What is expected » From the entries below, return every line that includes the word "positions".

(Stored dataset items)
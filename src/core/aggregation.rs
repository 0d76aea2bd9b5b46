//! Pending-request aggregation
//!
//! Groups the pending request set into one payable unit per beneficiary.
//! Aggregation is a pure projection: it reads a slice of requests and returns
//! new immutable records, never touching the ledger. For a fixed input the
//! output is identical on every call, ordered by each beneficiary's first
//! request in the input.
//!
//! # Guarantees
//!
//! - Every pending request with a beneficiary lands in exactly one unit
//! - Pending requests without a beneficiary are listed in `orphaned`
//! - Units always have at least one member
//!
//! Grouping depends on the ledger alone. A beneficiary missing from the
//! directory still gets a unit; the directory only annotates it.

use crate::types::{BeneficiaryId, PayoutRequest, PayoutStatus, Period, RequestId};
use rust_decimal::Decimal;
use std::collections::HashMap;

/// One beneficiary's pending requests shown as a single payable line
#[derive(Debug, Clone, PartialEq)]
pub struct AggregatedPayoutUnit {
    pub beneficiary_id: BeneficiaryId,
    pub total_amount: Decimal,
    pub solo_amount: Decimal,
    pub collab_amount: Decimal,
    /// Distinct periods, first-seen order
    pub periods: Vec<Period>,
    /// Underlying request ids, encounter order
    pub member_request_ids: Vec<RequestId>,
}

impl AggregatedPayoutUnit {
    fn seed(beneficiary_id: BeneficiaryId) -> Self {
        AggregatedPayoutUnit {
            beneficiary_id,
            total_amount: Decimal::ZERO,
            solo_amount: Decimal::ZERO,
            collab_amount: Decimal::ZERO,
            periods: Vec::new(),
            member_request_ids: Vec::new(),
        }
    }

    fn absorb(&mut self, request: &PayoutRequest) {
        self.total_amount += request.total_amount;
        self.solo_amount += request.solo_amount;
        self.collab_amount += request.collab_amount;
        if !self.periods.contains(&request.period) {
            self.periods.push(request.period);
        }
        self.member_request_ids.push(request.id);
    }

    pub fn member_count(&self) -> usize {
        self.member_request_ids.len()
    }
}

/// Result of aggregating a request set
#[derive(Debug, Clone, PartialEq, Default)]
pub struct AggregationOutcome {
    pub units: Vec<AggregatedPayoutUnit>,
    /// Pending requests with no beneficiary
    pub orphaned: Vec<RequestId>,
}

impl AggregationOutcome {
    pub fn unit_for(&self, beneficiary_id: BeneficiaryId) -> Option<&AggregatedPayoutUnit> {
        self.units
            .iter()
            .find(|unit| unit.beneficiary_id == beneficiary_id)
    }
}

/// Aggregate pending requests per beneficiary
///
/// Requests in any status other than `pending` are not part of the review
/// projection and are skipped.
pub fn aggregate(requests: &[PayoutRequest]) -> AggregationOutcome {
    let mut units: Vec<AggregatedPayoutUnit> = Vec::new();
    let mut positions: HashMap<BeneficiaryId, usize> = HashMap::new();
    let mut orphaned = Vec::new();

    for request in requests {
        if request.status != PayoutStatus::Pending {
            continue;
        }

        let Some(beneficiary_id) = request.beneficiary_id else {
            orphaned.push(request.id);
            continue;
        };

        let pos = *positions.entry(beneficiary_id).or_insert_with(|| {
            units.push(AggregatedPayoutUnit::seed(beneficiary_id));
            units.len() - 1
        });
        units[pos].absorb(request);
    }

    if !orphaned.is_empty() {
        tracing::warn!(
            count = orphaned.len(),
            "pending requests without a beneficiary"
        );
    }

    AggregationOutcome { units, orphaned }
}

#[cfg(test)]
mod tests {
    use super::*;
    use chrono::Utc;

    fn pending(
        id: RequestId,
        beneficiary: Option<BeneficiaryId>,
        solo_cents: i64,
        collab_cents: i64,
        month: u32,
    ) -> PayoutRequest {
        PayoutRequest::new(
            id,
            beneficiary,
            Decimal::new(solo_cents, 2),
            Decimal::new(collab_cents, 2),
            Period::new(month, 2024),
            Utc::now(),
        )
    }

    #[test]
    fn test_two_periods_merge_into_one_unit() {
        let requests = vec![pending(1, Some(7), 3000, 0, 1), pending(2, Some(7), 2000, 0, 2)];

        let outcome = aggregate(&requests);

        assert_eq!(outcome.units.len(), 1);
        let unit = &outcome.units[0];
        assert_eq!(unit.beneficiary_id, 7);
        assert_eq!(unit.total_amount, Decimal::new(5000, 2));
        assert_eq!(unit.periods, vec![Period::new(1, 2024), Period::new(2, 2024)]);
        assert_eq!(unit.member_request_ids, vec![1, 2]);
    }

    #[test]
    fn test_single_request_is_single_member_unit() {
        let outcome = aggregate(&[pending(1, Some(3), 100, 50, 4)]);
        assert_eq!(outcome.units.len(), 1);
        assert_eq!(outcome.units[0].member_count(), 1);
        assert_eq!(outcome.units[0].solo_amount, Decimal::new(100, 2));
        assert_eq!(outcome.units[0].collab_amount, Decimal::new(50, 2));
        assert_eq!(outcome.units[0].total_amount, Decimal::new(150, 2));
    }

    #[test]
    fn test_units_partition_pending_requests() {
        let requests = vec![
            pending(1, Some(2), 100, 0, 1),
            pending(2, Some(1), 200, 0, 1),
            pending(3, Some(2), 300, 10, 2),
            pending(4, Some(1), 400, 0, 1),
            pending(5, Some(3), 500, 0, 3),
        ];

        let outcome = aggregate(&requests);

        let order: Vec<BeneficiaryId> = outcome.units.iter().map(|u| u.beneficiary_id).collect();
        assert_eq!(order, vec![2, 1, 3]);

        let mut members: Vec<RequestId> = outcome
            .units
            .iter()
            .flat_map(|u| u.member_request_ids.iter().copied())
            .collect();
        members.sort_unstable();
        assert_eq!(members, vec![1, 2, 3, 4, 5]);

        for unit in &outcome.units {
            let expected: Decimal = requests
                .iter()
                .filter(|r| r.beneficiary_id == Some(unit.beneficiary_id))
                .map(|r| r.total_amount)
                .sum();
            assert_eq!(unit.total_amount, expected);
        }
    }

    #[test]
    fn test_duplicate_periods_are_collapsed() {
        let requests = vec![
            pending(1, Some(1), 100, 0, 5),
            pending(2, Some(1), 100, 0, 3),
            pending(3, Some(1), 100, 0, 5),
        ];
        let outcome = aggregate(&requests);
        assert_eq!(
            outcome.units[0].periods,
            vec![Period::new(5, 2024), Period::new(3, 2024)]
        );
        assert_eq!(outcome.units[0].member_request_ids, vec![1, 2, 3]);
    }

    #[test]
    fn test_orphans_are_reported_not_dropped() {
        let requests = vec![
            pending(1, None, 100, 0, 1),
            pending(2, Some(99), 100, 0, 1),
            pending(3, Some(1), 100, 0, 1),
            pending(4, None, 100, 0, 2),
        ];

        let outcome = aggregate(&requests);

        assert_eq!(outcome.orphaned, vec![1, 4]);
        let order: Vec<BeneficiaryId> = outcome.units.iter().map(|u| u.beneficiary_id).collect();
        assert_eq!(order, vec![99, 1]);
    }

    #[test]
    fn test_non_pending_requests_are_skipped() {
        let requests = vec![
            pending(1, Some(1), 100, 0, 1).with_status(PayoutStatus::Approved),
            pending(2, Some(1), 100, 0, 1),
        ];
        let outcome = aggregate(&requests);
        assert_eq!(outcome.units[0].member_request_ids, vec![2]);
    }

    #[test]
    fn test_aggregation_is_deterministic() {
        let requests: Vec<PayoutRequest> = (1..=40)
            .map(|id| pending(id, Some(id % 7), id as i64 * 10, 0, (id % 12 + 1) as u32))
            .collect();

        let first = aggregate(&requests);
        let second = aggregate(&requests);

        assert_eq!(first, second);
    }

    #[test]
    fn test_empty_input_produces_no_units() {
        let outcome = aggregate(&[]);
        assert!(outcome.units.is_empty());
        assert!(outcome.orphaned.is_empty());
        assert!(outcome.unit_for(1).is_none());
    }
}
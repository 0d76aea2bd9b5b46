//! Asynchronous batch execution strategy
//!
//! This module provides a multi-threaded implementation of the
//! ExecutionStrategy trait. Work is partitioned by beneficiary and spread over
//! tokio worker threads.
//!
//! # Architecture
//!
//! ```text
//! AsyncExecutionStrategy
//!     ├── BatchConfig (batch_size, max_concurrent_batches)
//!     ├── AsyncReportReader (batch CSV reading)
//!     ├── BulkProcessor (beneficiary partitioning + tokio tasks)
//!     └── SharedLedger (DashMap-backed, per-record locking)
//! ```
//!
//! # Ordering
//!
//! - Report batches are processed one after another, so rows for the same
//!   request apply in report order across the whole file
//! - Within a batch, different beneficiaries are processed in parallel
//! - Results are reassembled in input order, identical to the sync strategy
//!
//! The shared ledger is copied back into the caller's in-memory ledger when
//! the run finishes, keeping the original record order.

use crate::core::bulk::BulkResult;
use crate::core::ledger::InMemoryLedger;
use crate::core::r#async::{BulkProcessor, SharedLedger};
use crate::core::reconciliation::ImportSummary;
use crate::core::state_machine::TransitionOrigin;
use crate::core::traits::LedgerStore;
use crate::io::async_reader::AsyncReportReader;
use crate::io::snapshot::open_file;
use crate::strategy::ExecutionStrategy;
use crate::types::{PayoutError, PayoutStatus, RequestId};
use std::future::Future;
use std::path::Path;
use std::sync::Arc;

/// Configuration for batch processing
///
/// Controls how report rows are batched and the number of worker threads
/// for parallel processing within each batch.
#[derive(Clone, Debug, PartialEq, Eq)]
pub struct BatchConfig {
    /// Number of report rows per batch
    pub batch_size: usize,
    /// Number of tokio worker threads
    pub max_concurrent_batches: usize,
}

impl Default for BatchConfig {
    fn default() -> Self {
        Self {
            batch_size: 1000,
            max_concurrent_batches: num_cpus::get(),
        }
    }
}

impl BatchConfig {
    /// Create a new BatchConfig with custom values
    ///
    /// A zero value falls back to its default with a warning.
    pub fn new(batch_size: usize, max_concurrent_batches: usize) -> Self {
        let default = Self::default();

        let batch_size = if batch_size == 0 {
            tracing::warn!(
                batch_size,
                default = default.batch_size,
                "invalid batch_size, using default"
            );
            default.batch_size
        } else {
            batch_size
        };

        let max_concurrent_batches = if max_concurrent_batches == 0 {
            tracing::warn!(
                max_concurrent_batches,
                default = default.max_concurrent_batches,
                "invalid max_concurrent_batches, using default"
            );
            default.max_concurrent_batches
        } else {
            max_concurrent_batches
        };

        Self {
            batch_size,
            max_concurrent_batches,
        }
    }
}

/// Asynchronous batch execution strategy
///
/// # Configuration
///
/// The strategy accepts a BatchConfig with:
/// - `batch_size`: Number of report rows per batch (default: 1000)
/// - `max_concurrent_batches`: Number of worker threads (default: CPU cores)
#[derive(Debug, Clone)]
pub struct AsyncExecutionStrategy {
    /// Batch processing configuration
    config: BatchConfig,
}

impl AsyncExecutionStrategy {
    /// Create a new AsyncExecutionStrategy with the specified configuration
    pub fn new(config: BatchConfig) -> Self {
        Self { config }
    }

    pub fn config(&self) -> &BatchConfig {
        &self.config
    }

    /// Run `job` against a shared copy of the ledger, then copy it back
    fn run_shared<T, F, Fut>(&self, ledger: &mut InMemoryLedger, job: F) -> Result<T, PayoutError>
    where
        F: FnOnce(BulkProcessor) -> Fut,
        Fut: Future<Output = Result<T, PayoutError>>,
    {
        let runtime = tokio::runtime::Builder::new_multi_thread()
            .worker_threads(self.config.max_concurrent_batches)
            .build()
            .map_err(|e| PayoutError::IoError {
                message: format!("Failed to create tokio runtime: {}", e),
            })?;

        let shared = Arc::new(SharedLedger::from_requests(ledger.all()));
        let processor = BulkProcessor::new(Arc::clone(&shared));

        let output = runtime.block_on(job(processor))?;

        *ledger = InMemoryLedger::from_requests(shared.all());
        Ok(output)
    }
}

impl ExecutionStrategy for AsyncExecutionStrategy {
    fn bulk_transition(
        &self,
        ledger: &mut InMemoryLedger,
        ids: &[RequestId],
        target: PayoutStatus,
    ) -> Result<BulkResult, PayoutError> {
        self.run_shared(ledger, |processor| async move {
            Ok(processor
                .process_bulk(ids, target, TransitionOrigin::Operator)
                .await)
        })
    }

    /// Apply a completion report batch by batch
    ///
    /// Each batch is fully applied before the next one is read.
    fn import_report(
        &self,
        ledger: &mut InMemoryLedger,
        report_path: &Path,
    ) -> Result<ImportSummary, PayoutError> {
        let batch_size = self.config.batch_size;

        self.run_shared(ledger, |processor| async move {
            let file = tokio::fs::File::from_std(open_file(report_path)?);

            // Wrap tokio file in a compatibility layer for csv-async
            let compat_file = tokio_util::compat::TokioAsyncReadCompatExt::compat(file);
            let mut reader = AsyncReportReader::new(compat_file).await?;

            let mut summary = ImportSummary::default();
            loop {
                let batch = reader.read_batch(batch_size).await;
                if batch.is_empty() {
                    break;
                }
                summary.extend(processor.process_report_batch(batch).await);
            }

            tracing::info!(
                applied = summary.applied,
                warnings = summary.warnings.len(),
                "completion report imported"
            );

            Ok(summary)
        })
    }
}

#[cfg(test)]
mod tests {
    use super::*;
    use crate::types::{PayoutRequest, Period};
    use chrono::Utc;
    use rust_decimal::Decimal;
    use std::io::Write;
    use tempfile::NamedTempFile;

    /// Helper function to create a temporary CSV file for testing
    fn create_temp_csv(content: &str) -> NamedTempFile {
        let mut file = NamedTempFile::new().expect("Failed to create temp file");
        file.write_all(content.as_bytes())
            .expect("Failed to write to temp file");
        file.flush().expect("Failed to flush temp file");
        file
    }

    fn ledger(count: u64, status: PayoutStatus) -> InMemoryLedger {
        InMemoryLedger::from_requests((1..=count).map(|id| {
            PayoutRequest::new(
                id,
                Some(id % 4),
                Decimal::ONE,
                Decimal::ZERO,
                Period::new(1, 2024),
                Utc::now(),
            )
            .with_status(status)
        }))
    }

    #[test]
    fn test_batch_config_zero_values_fall_back() {
        let config = BatchConfig::new(0, 0);
        assert_eq!(config, BatchConfig::default());

        let config = BatchConfig::new(5, 2);
        assert_eq!(config.batch_size, 5);
        assert_eq!(config.max_concurrent_batches, 2);
    }

    #[test]
    fn test_async_strategy_bulk_transition_keeps_order() {
        let mut ledger = ledger(20, PayoutStatus::Pending);
        let ids: Vec<RequestId> = (1..=20).rev().chain([99]).collect();
        let strategy = AsyncExecutionStrategy::new(BatchConfig::new(5, 4));

        let result = strategy
            .bulk_transition(&mut ledger, &ids, PayoutStatus::Approved)
            .unwrap();

        assert_eq!(result.succeeded, (1..=20).rev().collect::<Vec<_>>());
        assert_eq!(result.failed.len(), 1);
        assert_eq!(result.failed[0].id, 99);

        let order: Vec<RequestId> = ledger.all().iter().map(|r| r.id).collect();
        assert_eq!(order, (1..=20).collect::<Vec<_>>());
        assert!(ledger
            .all()
            .iter()
            .all(|r| r.status == PayoutStatus::Approved));
    }

    #[test]
    fn test_async_strategy_import_across_batches() {
        let mut ledger = ledger(4, PayoutStatus::Processing);
        let file = create_temp_csv(
            "request_id,status\n1,paid\n2,failed\n77,paid\n3,payment_method_not_found\n4,bogus\n",
        );
        let strategy = AsyncExecutionStrategy::new(BatchConfig::new(2, 2));

        let summary = strategy.import_report(&mut ledger, file.path()).unwrap();

        assert_eq!(summary.applied, 3);
        assert_eq!(summary.warnings.len(), 2);
        assert_eq!(
            summary.warnings[0],
            PayoutError::import_row_mismatch(4, "77")
        );
        assert_eq!(ledger.get(1).unwrap().status, PayoutStatus::Paid);
        assert_eq!(ledger.get(2).unwrap().status, PayoutStatus::Failed);
        assert_eq!(
            ledger.get(3).unwrap().status,
            PayoutStatus::PaymentMethodNotFound
        );
        assert_eq!(ledger.get(4).unwrap().status, PayoutStatus::Processing);
    }

    #[test]
    fn test_async_strategy_handles_missing_file() {
        let mut ledger = ledger(1, PayoutStatus::Processing);
        let strategy = AsyncExecutionStrategy::new(BatchConfig::default());

        let result = strategy.import_report(&mut ledger, Path::new("nonexistent.csv"));

        assert!(matches!(result, Err(PayoutError::FileNotFound { .. })));
        assert_eq!(ledger.len(), 1);
    }

    #[test]
    fn test_async_strategy_rejects_malformed_report() {
        let mut ledger = ledger(1, PayoutStatus::Processing);
        let file = create_temp_csv("id,outcome\n1,paid\n");
        let strategy = AsyncExecutionStrategy::new(BatchConfig::default());

        let result = strategy.import_report(&mut ledger, file.path());

        assert!(matches!(
            result,
            Err(PayoutError::MalformedImportFile { .. })
        ));
    }
}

Completed task »
    let mut positions: HashMap<BeneficiaryId, usize> = HashMap::new();
        let pos = *positions.entry(beneficiary_id).or_insert_with(|| {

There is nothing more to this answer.